It’s high noon and discharge at Priest Rapids Dam is 100,000 cubic feet per second., I drop my anchor in 10 feet of water and put two rods out. Each is baited with a red prawn on a double-hook rig, above which spins a pink-and-silver Mack’s Smile Blade behind a six-inch dodger. My preference is to fish spinners – favorites lay dormant in the tackle box – but not at these flows. Rod tips pulse slowly. A light breeze rustles the water surface.
One hour and two changes of bait later, fish on! My reel sings, a mint bright sockeye jumps twice and thrashes at the surface, attracting a trio of American white pelicans. Five minutes later I lead it to the leeward side of the boat and net it cleanly on the second stab.
Sockeye salmon aren’t the biggest fish in the sea, but I would argue they are one of the prettiest. With scales are as bright as a newly minted silver dollar and flesh pigmented red from a diet of tiny ocean krill their condition is rivaled only by spring-run Chinook salmon.
Anglers got spoiled with last year’s record run and 3-fish daily harvest limits. While numbers are much lower this year, upstream passage counts over Bonneville Dam were holding near 10,000 fish per day at the end of June. That’s over 400 fish an hour, which are good odds if you put the right lure with the right action in the right location.
Why is the 2023 summer fishery “off to a slow start” as WDFW regional fisheries biologist Paul Hoffarth,” recently reported?
First, every year is different when it comes to salmon. Elevated water temperature is one factor. Low flow and less current to work gear also create challenges. Water surface elevation is down an average of three or more vertical feet, leaving some hot spots high and dry.
Sockeye swim so close to bounce off your ankles in the high gradient Russian and Kenai Rivers of Alaska. They also favor the shoreline and swim near the bottom in the Hanford Reach. Given their long journey to upriver spawning grounds in Lake Wenatchee, Lake Osoyoos, and Okanagan Lake, they stay on the move.
My knowledge of salmon fishing pales compared to dedicated anglers who put their boat in at 4 a.m. to secure a place for the morning bite. Looking back through detailed notes, I note three-hour gaps in action, often followed by a series of bites when a school passes by. Patience is a virtue, along with willingness to tolerate midday heat.
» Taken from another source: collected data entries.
use std::process::Stdio;
use std::sync::Arc;

use bytes::Bytes;
use deskslice_protocol::{Mode, Monitor, Rect};
use tokio::io::AsyncReadExt;
use tokio::process::{Child, ChildStdout, Command};
use tokio::sync::Mutex;
use tokio::time::Duration;
use tracing::{info, warn};

use crate::error::{Result, ServerError};
use crate::mjpeg::{self, MjpegTuning, Stream};
use crate::presets::{self, EncoderOptions};

/// Pause before relaunching ffmpeg after its output pipe breaks.
const RESTART_BACKOFF: Duration = Duration::from_secs(2);

struct Inner {
    child: Option<Child>,
    /// Bumped on every restart/stop so stale reader tasks retire themselves.
    generation: u64,
    closed: bool,
}

/// Supervises an ffmpeg process emitting raw rgb24 frames on stdout and
/// publishes them as JPEG to the MJPEG stream.
pub struct Preview {
    stream: Arc<Stream>,
    tuning: Arc<MjpegTuning>,
    inner: Mutex<Inner>,
}

impl Preview {
    pub fn new(stream: Arc<Stream>, tuning: Arc<MjpegTuning>) -> Self {
        Self {
            stream,
            tuning,
            inner: Mutex::new(Inner { child: None, generation: 0, closed: false }),
        }
    }

    /// Relaunch the preview for the given capture geometry, replacing any
    /// running instance.
    pub async fn restart(
        self: Arc<Self>,
        mode: Mode,
        monitor: &Monitor,
        plugin: Rect,
        opts: &EncoderOptions,
    ) -> Result<()> {
        let (args, width, height) = presets::build_preview_args(mode, monitor, plugin, opts);
        info!(
            mode = mode.as_str(),
            width,
            height,
            command = %format!("{} {}", opts.ffmpeg_path, args.join(" ")),
            "starting preview"
        );

        let mut inner = self.inner.lock().await;
        inner.closed = false;
        inner.generation += 1;
        let generation = inner.generation;
        stop_child(&mut inner).await;

        let (child, stdout) = spawn_preview(&opts.ffmpeg_path, &args)?;
        inner.child = Some(child);
        drop(inner);

        tokio::spawn(read_loop(
            Arc::clone(&self),
            stdout,
            width as u32,
            height as u32,
            generation,
            opts.ffmpeg_path.clone(),
            args,
        ));
        Ok(())
    }

    /// Terminate the preview process and retire its reader. Idempotent.
    pub async fn stop(&self) {
        let mut inner = self.inner.lock().await;
        inner.closed = true;
        inner.generation += 1;
        stop_child(&mut inner).await;
    }
}

async fn stop_child(inner: &mut Inner) {
    if let Some(mut child) = inner.child.take() {
        let _ = child.start_kill();
        let _ = child.wait().await;
    }
}

fn spawn_preview(path: &str, args: &[String]) -> Result<(Child, ChildStdout)> {
    let mut child = Command::new(path)
        .args(["-hide_banner", "-loglevel", "error"])
        .args(args)
        .stdin(Stdio::null())
        .stdout(Stdio::piped())
        .kill_on_drop(true)
        .spawn()
        .map_err(|e| ServerError::EncoderStart(format!("spawning preview {path}: {e}")))?;
    let stdout = child
        .stdout
        .take()
        .ok_or_else(|| ServerError::EncoderStart("preview stdout unavailable".to_string()))?;
    Ok((child, stdout))
}

async fn read_loop(
    preview: Arc<Preview>,
    mut stdout: ChildStdout,
    width: u32,
    height: u32,
    generation: u64,
    ffmpeg_path: String,
    args: Vec<String>,
) {
    let frame_len = (width * height * 3) as usize;
    if frame_len == 0 {
        return;
    }
    let mut raw = vec![0u8; frame_len];

    loop {
        match stdout.read_exact(&mut raw).await {
            Ok(_) => {
                let quality = preview.tuning.quality();
                let jpg = mjpeg::encode_rgb_to_jpeg(&raw, width, height, quality);
                if !jpg.is_empty() {
                    preview.stream.publish(Bytes::from(jpg));
                }
            }
            Err(e) => {
                {
                    let inner = preview.inner.lock().await;
                    if inner.closed || inner.generation != generation {
                        return;
                    }
                }
                warn!("preview read error: {e} (restarting in {RESTART_BACKOFF:?})");
                tokio::time::sleep(RESTART_BACKOFF).await;

                let mut inner = preview.inner.lock().await;
                if inner.closed || inner.generation != generation {
                    return;
                }
                stop_child(&mut inner).await;
                match spawn_preview(&ffmpeg_path, &args) {
                    Ok((child, new_stdout)) => {
                        inner.child = Some(child);
                        stdout = new_stdout;
                    }
                    Err(e) => {
                        warn!("preview restart failed: {e}");
                        return;
                    }
                }
            }
        }
    }
}

#[cfg(test)]
mod tests {
    use super::*;

    #[tokio::test]
    async fn stop_without_start_is_a_no_op() {
        let tuning = Arc::new(MjpegTuning::new(120, 60));
        let preview = Preview::new(Arc::new(Stream::new(Arc::clone(&tuning))), tuning);
        preview.stop().await;
        preview.stop().await;
    }

    #[tokio::test]
    async fn restart_with_missing_binary_fails_cleanly() {
        let tuning = Arc::new(MjpegTuning::new(120, 60));
        let preview =
            Arc::new(Preview::new(Arc::new(Stream::new(Arc::clone(&tuning))), tuning));
        let monitor = Monitor { index: 1, x: 0, y: 0, w: 640, h: 480, primary: true };
        let opts = EncoderOptions {
            ffmpeg_path: "/nonexistent/deskslice-ffmpeg".to_string(),
            fps: 30,
            bitrate_kbps: 1000,
            capture_driver: "gdigrab".to_string(),
        };
        let err = Arc::clone(&preview)
            .restart(Mode::Presetup, &monitor, Rect::default(), &opts)
            .await
            .unwrap_err();
        assert!(matches!(err, ServerError::EncoderStart(_)));
        preview.stop().await;
    }
}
My standard approach is to locate a current seam near a drop-off to anchor my boat. I lean back in my seat, watch my rod tips, and wait. Daydream. Make notes in my journal. Listen to Pandora. Mumble to myself. Eat snacks. Pretend I don’t care. Revel in the sounds and sight of nature. Cuss the wake of passing watercraft. Imagine where sockeye swim. Read the owner’s manual to my sonar. Think ahead to other possible anchor locations. Change lures. Refresh bait. Move the anchor rope.
These things I do until a rod smashes against the gunnel and the zing of fast-moving line off a level-wind reel snaps me to attention. There is no rush to set the hook though. Either sockeye salmon are on or they are off. With luck, at least one hook is buried deep in their jaw.
The moment of truth always occurs at the net. When fishing alone, it’s one hand on the rod and one hand on a walleye-size net, keeping my rod tip in the water to prevent the sockeye from thrashing on the surface.
Let me count the ways a sockeye salmon can toss the hook: on the second head shake, the first jump, or when they first twist and turn at the surface. They get off if your drag is set too tight or too loose. There’s a good chance with two or more rods out that lines will cross and tangle when a sockeye makes its initial run. Maybe your leader wraps around the rod tip or a lead ball, dodger, or hook gets tangled. Worse yet, your fishing buddy knocks your prize off with a wild stab of the net.
In other words, don’t get on your cell phone to invite neighbors over for fresh grilled sockeye until the fish is bled out and laying on a bag of ice. And, pay attention. The next whack can occur at any given moment.